Passou o dedo suavemente sobre o bordado, como se temesse danificá-lo, antes de dobrá-lo em volta do terço e devolvê-lo à caixinha de madeira que ficava ao lado da imagem da sua santa de devoção.

Depois de anos, acorrentado num porão, não se sentia mais humano. Ele era apenas a "fera", um animal liberto em noites especiais para rinhas humanas, ou para eliminar um inimigo do monstro...

"Eles vão pagar, todos eles, um por um!" Esse era seu mantra todas as manhãs, era o que o mantinha de pé nas suas noites escuras, antes de ser resgatado.

Foi para o banheiro da sua suíte tomar uma chuveirada matinal. Fria, gostava da dormência que a água fria causava no seu corpo pelas manhãs, embora naquele dia a água não estivesse tão fria, já que a primavera havia chegado. Após o banho, parou diante da pia do banheiro para aparar a barba e o bigode, que mantinha bem curtos. Usar a pele escanhoada era algo impensável, pois carregava no rosto a marca da violência sofrida no passado, parte escondida pela tatuagem no lado esquerdo do rosto: o ferrão ao lado da sobrancelha e a figura de escorpião, artisticamente criada e confeccionada por Aquiles, se expandia até a boca, as garras escondidas pela barba. Era como usar uma máscara que o permitia seguir como uma nova pessoa e se olhar no espelho sem odiar a si mesmo. A tinta da tatuagem escondia uma grosseira e repelente cicatriz...

Após completar a sua rotina matinal, voltou para o quarto para se vestir, apenas com uma toalha em volta da cintura. A primeira coisa que viu foi uma calça de linho azul-marinho esticada sobre a cama e sapatos pretos bem engraxados no chão. Estalou a língua contrariado e buscou com os olhos a pessoa responsável por aquilo. O roupeiro estava com as duas portas abertas e Juanita, distraída, arrastava os cabides de um lado para o outro, indecisa sobre qual camisa escolher para ele.

Ela era afilhada da governanta da mansão, e tinha servido como válvula de escape na cama há alguns anos.

— O que está fazendo aqui, Juanita? — Perguntou contrariado.
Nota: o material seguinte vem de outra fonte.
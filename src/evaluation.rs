// src/evaluation.rs

//! Online comparative trust: several agents are scored at every step and
//! the agent with the highest accumulated score picks the action.

use crate::algorithms::Explainer;
use crate::config::EvaluationConfig;
use crate::core::{Explanation, Result, TrustError};
use crate::mask::DomainMask;
use crate::method::{ExplainabilityMethod, SharedAgent};
use crate::traits::{Agent, Environment};
use crate::utils::argmax;
use ndarray::{Array1, Array2, ArrayView1};

#[derive(Debug, Clone, PartialEq)]
pub struct EvaluationReport {
    /// Accumulated trust score per agent.
    pub scores: Vec<f64>,
    /// How many steps each agent was in control.
    pub selections: Vec<usize>,
    pub steps: usize,
    pub total_reward: f64,
    /// Whether the episode ended by termination rather than truncation or
    /// the step limit.
    pub terminated: bool,
}

impl EvaluationReport {
    pub fn best_agent(&self) -> Option<usize> {
        argmax(ArrayView1::from(self.scores.as_slice()))
    }
}

#[derive(Debug, Clone, Default)]
pub struct TrustEvaluator {
    config: EvaluationConfig,
}

impl TrustEvaluator {
    pub fn new(config: EvaluationConfig) -> Self {
        TrustEvaluator { config }
    }

    /// Runs one episode. Each step every agent is valued on the frozen
    /// observation, and the current leader's action is executed.
    pub fn run(
        &self,
        env: &mut dyn Environment,
        method: &mut dyn ExplainabilityMethod,
        agents: &[SharedAgent],
    ) -> Result<EvaluationReport> {
        if agents.is_empty() {
            return Err(TrustError::InvalidArgument(
                "The evaluation needs at least one agent.".to_string(),
            ));
        }
        env.reset()?;
        method.set(&*env)?;
        method.prepare(agents.to_vec())?;

        let mut report = EvaluationReport {
            scores: vec![0.0; agents.len()],
            selections: vec![0; agents.len()],
            steps: 0,
            total_reward: 0.0,
            terminated: false,
        };

        for step in 0..self.config.max_steps {
            let obs = env.get_observations()?;
            let step_scores = method.value(&obs)?;
            if step_scores.len() != agents.len() {
                return Err(TrustError::IllegalState(format!(
                    "method returned {} scores for {} agents",
                    step_scores.len(),
                    agents.len()
                )));
            }
            for (total, score) in report.scores.iter_mut().zip(&step_scores) {
                *total += score;
            }

            let leader = report.best_agent().unwrap_or(0);
            report.selections[leader] += 1;
            let action = agents[leader].predict(&obs)?;
            method.on_step(action);

            let outcome = env.step(action)?;
            report.total_reward += outcome.reward;
            report.steps += 1;
            let done = outcome.terminated || outcome.truncated;
            method.on_step_after(action, outcome.reward, done);
            log::debug!(
                "step {}: agent {} took action {} (scores {:?})",
                step,
                leader,
                action,
                step_scores
            );
            if done {
                report.terminated = outcome.terminated;
                break;
            }
        }

        log::info!(
            "evaluation finished after {} steps, accumulated scores {:?}, reward {:.3}",
            report.steps,
            report.scores,
            report.total_reward
        );
        Ok(report)
    }
}

/// Derives static mask weights by averaging, per action, the absolute and
/// sum-normalized explanation vectors seen over many steps.
#[derive(Debug, Clone)]
pub struct MaskCalibrator {
    accumulated: Array2<f64>,
    counts: Array1<usize>,
}

impl MaskCalibrator {
    pub fn new(num_features: usize, num_actions: usize) -> Self {
        MaskCalibrator {
            accumulated: Array2::zeros((num_features, num_actions)),
            counts: Array1::zeros(num_actions),
        }
    }

    pub fn counts(&self) -> &Array1<usize> {
        &self.counts
    }

    /// Adds one explanation. Labels whose weights are all zero are skipped.
    pub fn observe(&mut self, explanation: &Explanation) {
        let (num_features, num_actions) = self.accumulated.dim();
        for action in 0..num_actions {
            let weights = explanation
                .dense_weights(action, num_features)
                .mapv(f64::abs);
            let total = weights.sum();
            if total > 0.0 {
                let mut column = self.accumulated.column_mut(action);
                column.scaled_add(1.0 / total, &weights);
                self.counts[action] += 1;
            }
        }
    }

    /// Average per action, shape (features, actions). Actions never
    /// observed stay zero.
    pub fn averaged(&self) -> Array2<f64> {
        let mut averaged = self.accumulated.clone();
        for (action, mut column) in averaged.columns_mut().into_iter().enumerate() {
            let count = self.counts[action];
            if count > 0 {
                column.mapv_inplace(|v| v / count as f64);
            }
        }
        averaged
    }

    pub fn into_mask(self, feature_scales: Array1<f64>) -> Result<DomainMask> {
        DomainMask::new(self.averaged(), feature_scales)
    }

    /// Explains `agent` along its own greedy trajectory for up to
    /// `episodes` episodes of at most `max_steps` steps each.
    pub fn run_episodes<E: Explainer>(
        &mut self,
        env: &mut dyn Environment,
        agent: &dyn Agent,
        explainer: &mut E,
        episodes: usize,
        max_steps: usize,
    ) -> Result<()> {
        for episode in 0..episodes {
            let (mut obs, _) = env.reset()?;
            for _ in 0..max_steps {
                let explanation = explainer.explain(&obs, agent.q_net())?;
                self.observe(&explanation);
                let action = agent.predict(&obs)?;
                let outcome = env.step(action)?;
                obs = outcome.observation;
                if outcome.terminated || outcome.truncated {
                    break;
                }
            }
            log::debug!("calibration episode {} done, counts {:?}", episode, self.counts);
        }
        Ok(())
    }
}

#[cfg(test)]
mod tests {
    use super::*;
    use approx::assert_abs_diff_eq;
    use ndarray::array;

    #[test]
    fn calibrator_averages_normalized_vectors() {
        let mut calibrator = MaskCalibrator::new(2, 2);
        let mut first = Explanation::new(None);
        first.insert_label(0, array![1.0, -3.0].view(), 0.0, 2);
        first.insert_label(1, array![0.0, 0.0].view(), 0.0, 2);
        let mut second = Explanation::new(None);
        second.insert_label(0, array![1.0, 1.0].view(), 0.0, 2);
        calibrator.observe(&first);
        calibrator.observe(&second);

        assert_eq!(calibrator.counts(), &array![2usize, 0]);
        let averaged = calibrator.averaged();
        assert_abs_diff_eq!(averaged[[0, 0]], (0.25 + 0.5) / 2.0, epsilon = 1e-12);
        assert_abs_diff_eq!(averaged[[1, 0]], (0.75 + 0.5) / 2.0, epsilon = 1e-12);
        assert_eq!(averaged[[0, 1]], 0.0);

        let mask = calibrator.into_mask(array![1.0, 1.0]).unwrap();
        assert_eq!(mask.weights().dim(), (2, 2));
    }

    #[test]
    fn report_picks_highest_accumulated_score() {
        let report = EvaluationReport {
            scores: vec![0.5, 1.5, 1.5],
            selections: vec![0; 3],
            steps: 0,
            total_reward: 0.0,
            terminated: false,
        };
        assert_eq!(report.best_agent(), Some(1));
    }
}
Ela deu um gritinho assustada e virou-se com as mãos no peito. Forçou um sorriso e ajeitou o vestido leve de algodão, que deixava suas belas e torneadas pernas á mostra.

— Nossa, Hugo, você me assustou!

— O que disse?

O tom de voz dele era baixo e sombrio, os olhos cintilavam. Ela arregalou os olhos ao se dar conta de que tinha cometido um deslize. A intimidade que tinham era puramente sexual e Hugo exigia respeito de todos debaixo de "suas asas"

— Desculpa, senhor Hugo, quer dizer, mestre. Me perdoa, mestre!

— Pelo que exatamente quer que eu te perdoe, Juanita?